Supplied data below:

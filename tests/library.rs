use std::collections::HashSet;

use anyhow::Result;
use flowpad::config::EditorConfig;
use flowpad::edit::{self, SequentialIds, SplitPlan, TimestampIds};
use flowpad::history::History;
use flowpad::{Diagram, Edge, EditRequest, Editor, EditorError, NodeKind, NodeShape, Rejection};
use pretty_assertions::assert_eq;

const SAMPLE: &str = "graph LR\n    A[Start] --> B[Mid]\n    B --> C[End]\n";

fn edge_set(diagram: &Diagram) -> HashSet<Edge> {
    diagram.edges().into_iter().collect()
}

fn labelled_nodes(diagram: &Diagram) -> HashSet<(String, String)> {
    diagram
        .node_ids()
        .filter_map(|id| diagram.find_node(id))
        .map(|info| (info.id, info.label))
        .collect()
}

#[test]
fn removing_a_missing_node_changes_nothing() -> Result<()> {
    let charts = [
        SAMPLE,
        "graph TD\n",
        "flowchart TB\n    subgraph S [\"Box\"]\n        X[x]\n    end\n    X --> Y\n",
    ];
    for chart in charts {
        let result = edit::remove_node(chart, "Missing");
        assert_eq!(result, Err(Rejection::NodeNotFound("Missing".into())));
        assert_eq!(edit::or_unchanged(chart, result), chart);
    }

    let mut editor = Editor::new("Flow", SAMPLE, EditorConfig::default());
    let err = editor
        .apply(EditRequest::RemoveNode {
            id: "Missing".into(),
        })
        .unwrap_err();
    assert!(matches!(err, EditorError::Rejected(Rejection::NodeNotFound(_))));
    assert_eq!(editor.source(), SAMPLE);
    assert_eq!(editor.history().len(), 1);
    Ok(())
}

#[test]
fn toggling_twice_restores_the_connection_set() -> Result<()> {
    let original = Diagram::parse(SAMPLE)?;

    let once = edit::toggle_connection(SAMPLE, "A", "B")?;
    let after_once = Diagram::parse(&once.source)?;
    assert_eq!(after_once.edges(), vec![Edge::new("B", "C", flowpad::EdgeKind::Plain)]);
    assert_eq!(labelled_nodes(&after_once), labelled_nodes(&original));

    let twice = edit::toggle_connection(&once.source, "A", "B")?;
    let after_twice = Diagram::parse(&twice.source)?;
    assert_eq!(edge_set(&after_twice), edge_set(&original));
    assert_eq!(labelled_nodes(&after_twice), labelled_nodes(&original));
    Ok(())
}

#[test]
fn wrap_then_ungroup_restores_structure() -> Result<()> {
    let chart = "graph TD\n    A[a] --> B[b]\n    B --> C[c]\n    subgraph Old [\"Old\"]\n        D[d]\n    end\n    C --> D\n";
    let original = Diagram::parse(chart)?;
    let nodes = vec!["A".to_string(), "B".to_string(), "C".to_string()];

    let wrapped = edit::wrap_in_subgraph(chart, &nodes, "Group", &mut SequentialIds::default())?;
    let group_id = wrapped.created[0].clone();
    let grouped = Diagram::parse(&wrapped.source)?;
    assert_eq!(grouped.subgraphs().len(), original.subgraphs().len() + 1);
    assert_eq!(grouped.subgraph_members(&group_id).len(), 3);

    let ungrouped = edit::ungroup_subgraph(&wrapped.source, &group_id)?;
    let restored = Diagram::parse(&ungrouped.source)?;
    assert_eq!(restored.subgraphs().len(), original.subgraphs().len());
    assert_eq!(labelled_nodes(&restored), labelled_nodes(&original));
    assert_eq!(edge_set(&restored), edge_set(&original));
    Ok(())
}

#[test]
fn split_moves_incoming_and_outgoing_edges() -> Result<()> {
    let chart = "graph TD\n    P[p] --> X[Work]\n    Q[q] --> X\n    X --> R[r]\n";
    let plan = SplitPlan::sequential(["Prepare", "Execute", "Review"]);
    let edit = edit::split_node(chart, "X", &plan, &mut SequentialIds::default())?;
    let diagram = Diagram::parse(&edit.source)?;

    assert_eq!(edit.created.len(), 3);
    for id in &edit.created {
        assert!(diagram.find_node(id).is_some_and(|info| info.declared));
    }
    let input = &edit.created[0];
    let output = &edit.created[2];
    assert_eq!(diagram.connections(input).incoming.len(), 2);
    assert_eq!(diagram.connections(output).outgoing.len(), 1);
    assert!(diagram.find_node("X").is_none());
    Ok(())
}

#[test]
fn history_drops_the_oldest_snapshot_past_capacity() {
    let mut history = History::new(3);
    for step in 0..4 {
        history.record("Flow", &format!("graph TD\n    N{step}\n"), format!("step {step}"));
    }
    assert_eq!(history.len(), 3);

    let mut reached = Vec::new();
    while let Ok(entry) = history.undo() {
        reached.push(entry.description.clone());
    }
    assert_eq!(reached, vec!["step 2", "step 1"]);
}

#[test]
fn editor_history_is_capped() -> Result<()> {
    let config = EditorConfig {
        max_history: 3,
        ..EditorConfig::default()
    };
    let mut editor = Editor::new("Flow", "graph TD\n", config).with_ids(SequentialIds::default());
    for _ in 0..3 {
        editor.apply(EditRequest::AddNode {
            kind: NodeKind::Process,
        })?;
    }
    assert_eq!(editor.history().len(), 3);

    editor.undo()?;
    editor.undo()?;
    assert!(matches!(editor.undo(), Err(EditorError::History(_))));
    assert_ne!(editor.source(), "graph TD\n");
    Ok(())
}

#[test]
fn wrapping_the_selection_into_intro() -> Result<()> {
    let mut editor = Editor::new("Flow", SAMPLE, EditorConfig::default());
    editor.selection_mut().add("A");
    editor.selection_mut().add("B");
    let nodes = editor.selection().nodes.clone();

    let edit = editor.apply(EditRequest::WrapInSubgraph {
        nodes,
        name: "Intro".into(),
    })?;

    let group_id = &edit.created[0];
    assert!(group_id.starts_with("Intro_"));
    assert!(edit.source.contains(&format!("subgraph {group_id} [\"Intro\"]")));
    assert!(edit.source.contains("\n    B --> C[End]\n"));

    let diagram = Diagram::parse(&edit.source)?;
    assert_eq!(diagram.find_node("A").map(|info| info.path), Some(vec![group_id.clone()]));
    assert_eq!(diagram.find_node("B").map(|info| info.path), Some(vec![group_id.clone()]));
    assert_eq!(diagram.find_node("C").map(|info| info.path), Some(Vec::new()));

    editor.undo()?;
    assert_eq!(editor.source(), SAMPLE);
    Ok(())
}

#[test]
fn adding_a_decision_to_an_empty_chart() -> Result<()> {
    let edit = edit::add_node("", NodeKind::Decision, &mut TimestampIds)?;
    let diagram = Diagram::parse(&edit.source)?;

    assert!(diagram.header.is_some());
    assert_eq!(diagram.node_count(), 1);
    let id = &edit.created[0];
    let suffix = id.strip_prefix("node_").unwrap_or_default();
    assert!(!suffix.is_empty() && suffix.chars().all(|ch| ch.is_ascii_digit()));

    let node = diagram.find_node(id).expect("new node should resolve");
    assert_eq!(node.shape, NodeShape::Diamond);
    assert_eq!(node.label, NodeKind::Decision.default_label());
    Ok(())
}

End of Supplied data.

Your goal >> Set down exactly the lines from the start of the records to the line with "fn edge_set(diagram: &Diagram)". Include that line, and add nothing more.

Result for this exercise >>
filename tests/library.rs
use std::collections::HashSet;

use anyhow::Result;
use flowpad::config::EditorConfig;
use flowpad::edit::{self, SequentialIds, SplitPlan, TimestampIds};
use flowpad::history::History;
use flowpad::{Diagram, Edge, EditRequest, Editor, EditorError, NodeKind, NodeShape, Rejection};
use pretty_assertions::assert_eq;

const SAMPLE: &str = "graph LR\n    A[Start] --> B[Mid]\n    B --> C[End]\n";

fn edge_set(diagram: &Diagram) -> HashSet<Edge> {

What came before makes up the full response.